■ EXERCISE INPUTS
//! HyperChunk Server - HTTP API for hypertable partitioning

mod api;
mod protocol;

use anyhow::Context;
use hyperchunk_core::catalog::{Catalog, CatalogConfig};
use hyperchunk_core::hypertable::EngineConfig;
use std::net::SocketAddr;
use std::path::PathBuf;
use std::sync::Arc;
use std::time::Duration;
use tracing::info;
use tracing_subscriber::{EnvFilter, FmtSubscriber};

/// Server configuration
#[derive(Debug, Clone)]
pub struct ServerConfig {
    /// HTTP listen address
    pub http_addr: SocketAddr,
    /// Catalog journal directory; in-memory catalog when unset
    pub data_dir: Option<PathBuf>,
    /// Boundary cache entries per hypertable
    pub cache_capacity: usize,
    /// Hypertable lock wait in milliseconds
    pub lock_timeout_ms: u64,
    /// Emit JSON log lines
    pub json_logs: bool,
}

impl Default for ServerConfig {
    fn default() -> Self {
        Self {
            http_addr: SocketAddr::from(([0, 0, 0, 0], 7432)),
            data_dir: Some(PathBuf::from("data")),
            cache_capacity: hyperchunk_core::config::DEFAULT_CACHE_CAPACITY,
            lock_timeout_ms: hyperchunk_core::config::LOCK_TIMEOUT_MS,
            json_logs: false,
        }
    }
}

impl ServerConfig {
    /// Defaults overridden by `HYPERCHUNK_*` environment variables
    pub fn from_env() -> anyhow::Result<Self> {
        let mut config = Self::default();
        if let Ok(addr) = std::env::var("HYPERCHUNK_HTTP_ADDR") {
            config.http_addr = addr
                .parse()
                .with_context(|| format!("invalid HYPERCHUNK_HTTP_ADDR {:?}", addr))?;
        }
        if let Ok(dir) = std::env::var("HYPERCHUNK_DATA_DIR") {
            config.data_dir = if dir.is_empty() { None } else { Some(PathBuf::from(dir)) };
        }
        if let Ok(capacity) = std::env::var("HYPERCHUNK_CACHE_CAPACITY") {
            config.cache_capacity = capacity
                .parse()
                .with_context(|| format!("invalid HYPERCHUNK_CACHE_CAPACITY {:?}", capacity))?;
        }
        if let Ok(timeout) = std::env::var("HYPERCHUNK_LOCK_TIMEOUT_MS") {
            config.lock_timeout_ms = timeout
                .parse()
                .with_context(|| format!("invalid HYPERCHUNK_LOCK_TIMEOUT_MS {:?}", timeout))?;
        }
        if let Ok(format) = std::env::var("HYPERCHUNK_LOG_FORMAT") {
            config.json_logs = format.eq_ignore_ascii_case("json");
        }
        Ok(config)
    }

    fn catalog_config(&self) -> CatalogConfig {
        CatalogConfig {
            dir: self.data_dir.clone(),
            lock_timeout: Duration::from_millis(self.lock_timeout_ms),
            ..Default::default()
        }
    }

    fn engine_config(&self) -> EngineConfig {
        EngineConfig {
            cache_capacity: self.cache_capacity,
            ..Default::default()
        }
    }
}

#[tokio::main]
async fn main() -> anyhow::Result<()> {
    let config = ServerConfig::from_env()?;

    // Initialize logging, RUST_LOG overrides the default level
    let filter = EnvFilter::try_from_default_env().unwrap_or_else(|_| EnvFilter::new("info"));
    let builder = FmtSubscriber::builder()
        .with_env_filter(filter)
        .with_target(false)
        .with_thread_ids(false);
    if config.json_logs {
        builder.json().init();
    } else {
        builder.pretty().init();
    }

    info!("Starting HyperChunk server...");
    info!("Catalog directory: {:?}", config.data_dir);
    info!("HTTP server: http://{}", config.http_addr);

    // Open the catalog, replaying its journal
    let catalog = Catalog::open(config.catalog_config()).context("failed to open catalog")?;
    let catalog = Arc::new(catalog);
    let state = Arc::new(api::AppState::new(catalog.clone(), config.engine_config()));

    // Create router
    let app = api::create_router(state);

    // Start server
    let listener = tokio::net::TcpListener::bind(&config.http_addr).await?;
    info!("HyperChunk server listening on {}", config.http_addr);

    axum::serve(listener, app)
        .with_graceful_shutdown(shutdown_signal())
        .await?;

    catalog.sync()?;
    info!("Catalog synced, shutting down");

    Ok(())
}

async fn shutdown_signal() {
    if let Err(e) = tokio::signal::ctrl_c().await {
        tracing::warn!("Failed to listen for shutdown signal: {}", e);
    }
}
---
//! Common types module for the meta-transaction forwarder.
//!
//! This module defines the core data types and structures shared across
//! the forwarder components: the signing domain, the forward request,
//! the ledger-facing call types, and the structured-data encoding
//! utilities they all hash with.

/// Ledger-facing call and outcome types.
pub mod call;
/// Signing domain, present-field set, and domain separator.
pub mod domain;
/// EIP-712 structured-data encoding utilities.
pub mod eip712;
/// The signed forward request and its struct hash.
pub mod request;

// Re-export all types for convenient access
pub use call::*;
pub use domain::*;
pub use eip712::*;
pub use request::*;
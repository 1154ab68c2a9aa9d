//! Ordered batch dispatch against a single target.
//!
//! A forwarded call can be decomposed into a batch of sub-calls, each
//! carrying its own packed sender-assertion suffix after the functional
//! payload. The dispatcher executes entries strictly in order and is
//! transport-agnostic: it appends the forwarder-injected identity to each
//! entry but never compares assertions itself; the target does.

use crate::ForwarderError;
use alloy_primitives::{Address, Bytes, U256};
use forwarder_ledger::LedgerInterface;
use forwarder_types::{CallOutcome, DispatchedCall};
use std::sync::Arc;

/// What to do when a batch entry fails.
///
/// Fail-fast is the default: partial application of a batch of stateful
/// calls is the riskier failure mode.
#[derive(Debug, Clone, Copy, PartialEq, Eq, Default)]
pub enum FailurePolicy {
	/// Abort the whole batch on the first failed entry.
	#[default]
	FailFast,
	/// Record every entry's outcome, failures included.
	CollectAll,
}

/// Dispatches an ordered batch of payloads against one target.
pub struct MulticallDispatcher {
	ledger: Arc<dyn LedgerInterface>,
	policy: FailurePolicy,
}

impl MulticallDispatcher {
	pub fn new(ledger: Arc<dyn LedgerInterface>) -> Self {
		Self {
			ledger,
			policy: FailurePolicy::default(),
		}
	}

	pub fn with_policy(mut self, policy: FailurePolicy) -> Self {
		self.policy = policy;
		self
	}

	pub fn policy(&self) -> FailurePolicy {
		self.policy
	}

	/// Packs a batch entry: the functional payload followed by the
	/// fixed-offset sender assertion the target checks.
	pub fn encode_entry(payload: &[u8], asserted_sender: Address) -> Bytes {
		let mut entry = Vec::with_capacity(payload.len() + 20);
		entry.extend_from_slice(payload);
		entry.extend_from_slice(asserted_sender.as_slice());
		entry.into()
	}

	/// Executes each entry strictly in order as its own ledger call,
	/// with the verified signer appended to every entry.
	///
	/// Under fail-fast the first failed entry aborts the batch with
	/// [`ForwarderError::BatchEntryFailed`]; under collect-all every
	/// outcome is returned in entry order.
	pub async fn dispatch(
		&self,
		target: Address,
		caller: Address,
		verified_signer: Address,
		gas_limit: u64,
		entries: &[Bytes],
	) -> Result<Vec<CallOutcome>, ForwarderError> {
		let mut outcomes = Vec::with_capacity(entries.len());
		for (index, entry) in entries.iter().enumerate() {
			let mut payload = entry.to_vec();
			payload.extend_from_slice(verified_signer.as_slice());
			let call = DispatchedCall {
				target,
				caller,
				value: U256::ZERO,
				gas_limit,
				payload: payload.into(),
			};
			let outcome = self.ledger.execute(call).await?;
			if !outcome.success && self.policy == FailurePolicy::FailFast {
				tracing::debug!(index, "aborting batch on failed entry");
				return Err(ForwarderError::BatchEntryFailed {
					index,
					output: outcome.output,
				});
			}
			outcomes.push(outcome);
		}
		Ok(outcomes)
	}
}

■ DESCRIPTION OF THE TASK
Your answer must be the lines above from the one containing "followed by the" to the one containing "let mut entry", both included, restated word for word.

■ REPLY
	/// Packs a batch entry: the functional payload followed by the
	/// fixed-offset sender assertion the target checks.
	pub fn encode_entry(payload: &[u8], asserted_sender: Address) -> Bytes {
		let mut entry = Vec::with_capacity(payload.len() + 20);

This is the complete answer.